- **YOUR INSTRUCTIONS**
Every entry below is to be copied exactly, with nothing left out.

- **RECORDS FOR PROCESSING**
※ ※ ※

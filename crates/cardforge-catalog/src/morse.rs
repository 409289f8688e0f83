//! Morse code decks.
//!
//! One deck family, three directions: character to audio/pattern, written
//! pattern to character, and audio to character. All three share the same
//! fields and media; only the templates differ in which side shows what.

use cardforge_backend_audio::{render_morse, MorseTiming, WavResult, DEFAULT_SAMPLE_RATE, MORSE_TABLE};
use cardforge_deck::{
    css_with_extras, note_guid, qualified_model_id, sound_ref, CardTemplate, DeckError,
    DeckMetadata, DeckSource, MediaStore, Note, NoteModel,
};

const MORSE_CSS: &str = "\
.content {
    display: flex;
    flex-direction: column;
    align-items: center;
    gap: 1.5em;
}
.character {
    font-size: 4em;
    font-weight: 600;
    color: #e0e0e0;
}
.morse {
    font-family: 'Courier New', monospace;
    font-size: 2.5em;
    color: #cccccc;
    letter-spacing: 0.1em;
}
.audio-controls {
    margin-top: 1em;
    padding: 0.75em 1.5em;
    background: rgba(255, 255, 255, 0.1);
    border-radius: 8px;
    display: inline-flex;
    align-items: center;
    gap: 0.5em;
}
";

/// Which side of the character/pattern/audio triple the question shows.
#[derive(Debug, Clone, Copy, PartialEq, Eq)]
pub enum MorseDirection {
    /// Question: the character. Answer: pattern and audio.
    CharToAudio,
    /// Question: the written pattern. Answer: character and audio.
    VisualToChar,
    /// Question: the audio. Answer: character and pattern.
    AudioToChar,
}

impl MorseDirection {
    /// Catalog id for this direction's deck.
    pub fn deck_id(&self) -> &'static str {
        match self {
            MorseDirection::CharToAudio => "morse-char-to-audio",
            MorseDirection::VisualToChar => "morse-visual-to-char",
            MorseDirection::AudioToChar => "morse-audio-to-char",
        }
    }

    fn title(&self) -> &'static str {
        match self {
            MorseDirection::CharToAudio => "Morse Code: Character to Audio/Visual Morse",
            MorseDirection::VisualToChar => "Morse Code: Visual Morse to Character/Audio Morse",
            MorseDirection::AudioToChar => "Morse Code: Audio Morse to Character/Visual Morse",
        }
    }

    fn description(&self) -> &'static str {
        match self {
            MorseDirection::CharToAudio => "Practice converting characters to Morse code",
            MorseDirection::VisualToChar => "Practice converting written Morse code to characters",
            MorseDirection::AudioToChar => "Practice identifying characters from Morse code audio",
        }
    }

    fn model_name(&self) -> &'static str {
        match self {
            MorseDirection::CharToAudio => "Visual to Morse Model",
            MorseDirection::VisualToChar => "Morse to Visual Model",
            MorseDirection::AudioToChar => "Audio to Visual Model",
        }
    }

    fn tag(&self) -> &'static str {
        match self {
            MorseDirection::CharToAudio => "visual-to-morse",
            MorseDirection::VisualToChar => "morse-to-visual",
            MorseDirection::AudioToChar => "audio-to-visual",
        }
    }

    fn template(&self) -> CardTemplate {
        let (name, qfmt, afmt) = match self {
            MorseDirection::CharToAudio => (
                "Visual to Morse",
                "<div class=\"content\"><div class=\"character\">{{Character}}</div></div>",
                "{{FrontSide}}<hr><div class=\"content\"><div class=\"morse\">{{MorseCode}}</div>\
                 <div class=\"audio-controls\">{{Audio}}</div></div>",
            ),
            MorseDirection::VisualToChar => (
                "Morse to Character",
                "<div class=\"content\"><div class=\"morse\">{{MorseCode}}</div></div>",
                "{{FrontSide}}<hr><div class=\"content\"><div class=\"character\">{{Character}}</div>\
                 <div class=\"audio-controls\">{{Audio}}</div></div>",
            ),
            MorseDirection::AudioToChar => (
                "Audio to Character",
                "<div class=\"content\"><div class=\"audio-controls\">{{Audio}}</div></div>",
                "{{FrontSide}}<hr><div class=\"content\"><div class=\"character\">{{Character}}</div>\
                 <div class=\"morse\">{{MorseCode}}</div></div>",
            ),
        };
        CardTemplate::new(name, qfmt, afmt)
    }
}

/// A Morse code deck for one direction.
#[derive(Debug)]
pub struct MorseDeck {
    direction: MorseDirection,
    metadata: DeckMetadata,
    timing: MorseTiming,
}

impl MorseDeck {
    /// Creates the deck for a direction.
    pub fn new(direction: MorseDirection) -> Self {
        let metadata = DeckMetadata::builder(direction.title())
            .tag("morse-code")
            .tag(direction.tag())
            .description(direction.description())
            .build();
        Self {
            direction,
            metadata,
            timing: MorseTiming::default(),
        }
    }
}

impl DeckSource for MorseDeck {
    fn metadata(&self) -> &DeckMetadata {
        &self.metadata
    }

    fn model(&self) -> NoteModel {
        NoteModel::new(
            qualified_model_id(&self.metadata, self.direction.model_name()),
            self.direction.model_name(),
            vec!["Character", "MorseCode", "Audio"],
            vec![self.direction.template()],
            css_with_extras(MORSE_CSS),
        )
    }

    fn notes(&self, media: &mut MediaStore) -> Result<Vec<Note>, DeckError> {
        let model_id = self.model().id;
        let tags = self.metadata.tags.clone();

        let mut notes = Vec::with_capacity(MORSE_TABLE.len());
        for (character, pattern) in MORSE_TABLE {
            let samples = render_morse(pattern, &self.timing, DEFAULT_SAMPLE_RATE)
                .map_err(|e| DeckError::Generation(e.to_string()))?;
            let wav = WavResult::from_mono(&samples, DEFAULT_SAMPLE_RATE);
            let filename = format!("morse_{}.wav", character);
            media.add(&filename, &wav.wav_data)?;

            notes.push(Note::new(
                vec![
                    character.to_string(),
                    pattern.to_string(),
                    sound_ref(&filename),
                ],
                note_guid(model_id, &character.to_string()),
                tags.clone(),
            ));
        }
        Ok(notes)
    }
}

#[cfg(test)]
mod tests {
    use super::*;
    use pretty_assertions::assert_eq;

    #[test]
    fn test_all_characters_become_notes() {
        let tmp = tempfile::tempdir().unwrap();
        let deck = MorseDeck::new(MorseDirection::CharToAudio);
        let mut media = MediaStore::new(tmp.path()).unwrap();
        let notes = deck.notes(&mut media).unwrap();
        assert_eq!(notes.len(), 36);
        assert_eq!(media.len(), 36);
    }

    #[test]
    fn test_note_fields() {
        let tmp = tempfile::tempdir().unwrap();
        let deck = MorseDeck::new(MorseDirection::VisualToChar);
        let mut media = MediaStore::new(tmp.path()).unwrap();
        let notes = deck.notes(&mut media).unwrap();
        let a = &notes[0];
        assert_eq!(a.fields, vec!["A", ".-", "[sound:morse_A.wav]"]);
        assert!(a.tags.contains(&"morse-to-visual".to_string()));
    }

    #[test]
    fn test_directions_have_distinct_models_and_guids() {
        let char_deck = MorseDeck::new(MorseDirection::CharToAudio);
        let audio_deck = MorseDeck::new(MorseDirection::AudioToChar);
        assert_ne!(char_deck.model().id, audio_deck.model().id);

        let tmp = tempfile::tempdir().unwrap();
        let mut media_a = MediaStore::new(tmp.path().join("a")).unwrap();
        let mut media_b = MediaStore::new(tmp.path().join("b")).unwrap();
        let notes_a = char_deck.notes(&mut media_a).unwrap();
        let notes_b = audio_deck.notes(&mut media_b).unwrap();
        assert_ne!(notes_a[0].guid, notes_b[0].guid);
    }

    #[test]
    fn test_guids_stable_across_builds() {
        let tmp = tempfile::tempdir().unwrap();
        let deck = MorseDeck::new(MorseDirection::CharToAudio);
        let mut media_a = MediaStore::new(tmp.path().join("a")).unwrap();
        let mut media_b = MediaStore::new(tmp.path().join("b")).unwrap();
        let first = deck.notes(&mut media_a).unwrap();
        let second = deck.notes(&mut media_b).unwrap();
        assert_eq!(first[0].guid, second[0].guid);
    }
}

※ ※ ※

- **RESULT BELOW**
filename crates/cardforge-catalog/src/morse.rs
repository 409289f8688e0f83
//! Morse code decks.
//!
//! One deck family, three directions: character to audio/pattern, written
//! pattern to character, and audio to character. All three share the same
//! fields and media; only the templates differ in which side shows what.

use cardforge_backend_audio::{render_morse, MorseTiming, WavResult, DEFAULT_SAMPLE_RATE, MORSE_TABLE};
use cardforge_deck::{
    css_with_extras, note_guid, qualified_model_id, sound_ref, CardTemplate, DeckError,
    DeckMetadata, DeckSource, MediaStore, Note, NoteModel,
};

const MORSE_CSS: &str = "\
.content {
    display: flex;
    flex-direction: column;
    align-items: center;
    gap: 1.5em;
}
.character {
    font-size: 4em;
    font-weight: 600;
    color: #e0e0e0;
}
.morse {
    font-family: 'Courier New', monospace;
    font-size: 2.5em;
    color: #cccccc;
    letter-spacing: 0.1em;
}
.audio-controls {
    margin-top: 1em;
    padding: 0.75em 1.5em;
    background: rgba(255, 255, 255, 0.1);
    border-radius: 8px;
    display: inline-flex;
    align-items: center;
    gap: 0.5em;
}
";

/// Which side of the character/pattern/audio triple the question shows.
#[derive(Debug, Clone, Copy, PartialEq, Eq)]
pub enum MorseDirection {
    /// Question: the character. Answer: pattern and audio.
    CharToAudio,
    /// Question: the written pattern. Answer: character and audio.
    VisualToChar,
    /// Question: the audio. Answer: character and pattern.
    AudioToChar,
}

impl MorseDirection {
    /// Catalog id for this direction's deck.
    pub fn deck_id(&self) -> &'static str {
        match self {
            MorseDirection::CharToAudio => "morse-char-to-audio",
            MorseDirection::VisualToChar => "morse-visual-to-char",
            MorseDirection::AudioToChar => "morse-audio-to-char",
        }
    }

    fn title(&self) -> &'static str {
        match self {
            MorseDirection::CharToAudio => "Morse Code: Character to Audio/Visual Morse",
            MorseDirection::VisualToChar => "Morse Code: Visual Morse to Character/Audio Morse",
            MorseDirection::AudioToChar => "Morse Code: Audio Morse to Character/Visual Morse",
        }
    }

    fn description(&self) -> &'static str {
        match self {
            MorseDirection::CharToAudio => "Practice converting characters to Morse code",
            MorseDirection::VisualToChar => "Practice converting written Morse code to characters",
            MorseDirection::AudioToChar => "Practice identifying characters from Morse code audio",
        }
    }

    fn model_name(&self) -> &'static str {
        match self {
            MorseDirection::CharToAudio => "Visual to Morse Model",
            MorseDirection::VisualToChar => "Morse to Visual Model",
            MorseDirection::AudioToChar => "Audio to Visual Model",
        }
    }

    fn tag(&self) -> &'static str {
        match self {
            MorseDirection::CharToAudio => "visual-to-morse",
            MorseDirection::VisualToChar => "morse-to-visual",
            MorseDirection::AudioToChar => "audio-to-visual",
        }
    }

    fn template(&self) -> CardTemplate {
        let (name, qfmt, afmt) = match self {
            MorseDirection::CharToAudio => (
                "Visual to Morse",
                "<div class=\"content\"><div class=\"character\">{{Character}}</div></div>",
                "{{FrontSide}}<hr><div class=\"content\"><div class=\"morse\">{{MorseCode}}</div>\
                 <div class=\"audio-controls\">{{Audio}}</div></div>",
            ),
            MorseDirection::VisualToChar => (
                "Morse to Character",
                "<div class=\"content\"><div class=\"morse\">{{MorseCode}}</div></div>",
                "{{FrontSide}}<hr><div class=\"content\"><div class=\"character\">{{Character}}</div>\
                 <div class=\"audio-controls\">{{Audio}}</div></div>",
            ),
            MorseDirection::AudioToChar => (
                "Audio to Character",
                "<div class=\"content\"><div class=\"audio-controls\">{{Audio}}</div></div>",
                "{{FrontSide}}<hr><div class=\"content\"><div class=\"character\">{{Character}}</div>\
                 <div class=\"morse\">{{MorseCode}}</div></div>",
            ),
        };
        CardTemplate::new(name, qfmt, afmt)
    }
}

/// A Morse code deck for one direction.
#[derive(Debug)]
pub struct MorseDeck {
    direction: MorseDirection,
    metadata: DeckMetadata,
    timing: MorseTiming,
}

impl MorseDeck {
    /// Creates the deck for a direction.
    pub fn new(direction: MorseDirection) -> Self {
        let metadata = DeckMetadata::builder(direction.title())
            .tag("morse-code")
            .tag(direction.tag())
            .description(direction.description())
            .build();
        Self {
            direction,
            metadata,
            timing: MorseTiming::default(),
        }
    }
}

impl DeckSource for MorseDeck {
    fn metadata(&self) -> &DeckMetadata {
        &self.metadata
    }

    fn model(&self) -> NoteModel {
        NoteModel::new(
            qualified_model_id(&self.metadata, self.direction.model_name()),
            self.direction.model_name(),
            vec!["Character", "MorseCode", "Audio"],
            vec![self.direction.template()],
            css_with_extras(MORSE_CSS),
        )
    }

    fn notes(&self, media: &mut MediaStore) -> Result<Vec<Note>, DeckError> {
        let model_id = self.model().id;
        let tags = self.metadata.tags.clone();

        let mut notes = Vec::with_capacity(MORSE_TABLE.len());
        for (character, pattern) in MORSE_TABLE {
            let samples = render_morse(pattern, &self.timing, DEFAULT_SAMPLE_RATE)
                .map_err(|e| DeckError::Generation(e.to_string()))?;
            let wav = WavResult::from_mono(&samples, DEFAULT_SAMPLE_RATE);
            let filename = format!("morse_{}.wav", character);
            media.add(&filename, &wav.wav_data)?;

            notes.push(Note::new(
                vec![
                    character.to_string(),
                    pattern.to_string(),
                    sound_ref(&filename),
                ],
                note_guid(model_id, &character.to_string()),
                tags.clone(),
            ));
        }
        Ok(notes)
    }
}

#[cfg(test)]
mod tests {
    use super::*;
    use pretty_assertions::assert_eq;

    #[test]
    fn test_all_characters_become_notes() {
        let tmp = tempfile::tempdir().unwrap();
        let deck = MorseDeck::new(MorseDirection::CharToAudio);
        let mut media = MediaStore::new(tmp.path()).unwrap();
        let notes = deck.notes(&mut media).unwrap();
        assert_eq!(notes.len(), 36);
        assert_eq!(media.len(), 36);
    }

    #[test]
    fn test_note_fields() {
        let tmp = tempfile::tempdir().unwrap();
        let deck = MorseDeck::new(MorseDirection::VisualToChar);
        let mut media = MediaStore::new(tmp.path()).unwrap();
        let notes = deck.notes(&mut media).unwrap();
        let a = &notes[0];
        assert_eq!(a.fields, vec!["A", ".-", "[sound:morse_A.wav]"]);
        assert!(a.tags.contains(&"morse-to-visual".to_string()));
    }

    #[test]
    fn test_directions_have_distinct_models_and_guids() {
        let char_deck = MorseDeck::new(MorseDirection::CharToAudio);
        let audio_deck = MorseDeck::new(MorseDirection::AudioToChar);
        assert_ne!(char_deck.model().id, audio_deck.model().id);

        let tmp = tempfile::tempdir().unwrap();
        let mut media_a = MediaStore::new(tmp.path().join("a")).unwrap();
        let mut media_b = MediaStore::new(tmp.path().join("b")).unwrap();
        let notes_a = char_deck.notes(&mut media_a).unwrap();
        let notes_b = audio_deck.notes(&mut media_b).unwrap();
        assert_ne!(notes_a[0].guid, notes_b[0].guid);
    }

    #[test]
    fn test_guids_stable_across_builds() {
        let tmp = tempfile::tempdir().unwrap();
        let deck = MorseDeck::new(MorseDirection::CharToAudio);
        let mut media_a = MediaStore::new(tmp.path().join("a")).unwrap();
        let mut media_b = MediaStore::new(tmp.path().join("b")).unwrap();
        let first = deck.notes(&mut media_a).unwrap();
        let second = deck.notes(&mut media_b).unwrap();
        assert_eq!(first[0].guid, second[0].guid);
    }
}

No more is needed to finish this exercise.